Writing in The Evening Standard, Ms Hoey said the government should re-classify foxes as "pests" in order to provide local councils with greater powers to remove them.

She said: "The problem will only keep on growing until ministers and local authorities work out a proper way of dealing with it.

"I do understand there is no simple solution - but what I find staggering is that any suggestions or ideas are met by abuse from those who consider animals to be more important than people.

"We need at the very least to be able to classify these increasingly confident animals as pests. If we can't do that, surely the word has lost all meaning."

But in Lambeth, the council claims culling foxes is "expensive, difficult to carry out and rarely successful".

A spokesman for Lambeth council said residents concerned about foxes should contact the council's Animal Welfare Officer for advice.
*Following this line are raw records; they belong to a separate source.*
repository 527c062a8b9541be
//! TOML config file loading and creation.

mod loader;
mod paths;
mod template;


pub use loader::{load_default, load_from_path};
pub use paths::{create_default_config, default_config_path};
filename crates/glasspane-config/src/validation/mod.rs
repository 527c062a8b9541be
//! Full configuration validation.
//!
//! Each section has its own validator; this orchestrator calls them all
//! and collects errors into a single `ConfigError`.

mod helpers;
mod sections;

#[cfg(test)]
mod tests;

use crate::schema::GlasspaneConfig;
use glasspane_common::ConfigError;

/// Run all validations on a config, collecting all errors.
pub fn validate(config: &GlasspaneConfig) -> Result<(), ConfigError> {
    let mut errors: Vec<String> = Vec::new();

    sections::validate_window(&mut errors, config);
    sections::validate_splash(&mut errors, config);
    sections::validate_fade(&mut errors, config);
    sections::validate_resize(&mut errors, config);
    sections::validate_animation(&mut errors, config);
    sections::validate_dev(&mut errors, config);

    if errors.is_empty() {
        Ok(())
    } else {
        Err(ConfigError::ValidationError(errors.join("; ")))
    }
}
He said: "The most humane and long-term solution to discourage your garden is to remove or prevent access to what attracts them to the area, and that includes only putting out rubbish on the day of collection, not leaving out food, cleaning away fallen fruit trees, and clearing overgrown areas of the garden where foxes can shelter. There are also a number of repellents people can use."

Do you feel intimidated by foxes?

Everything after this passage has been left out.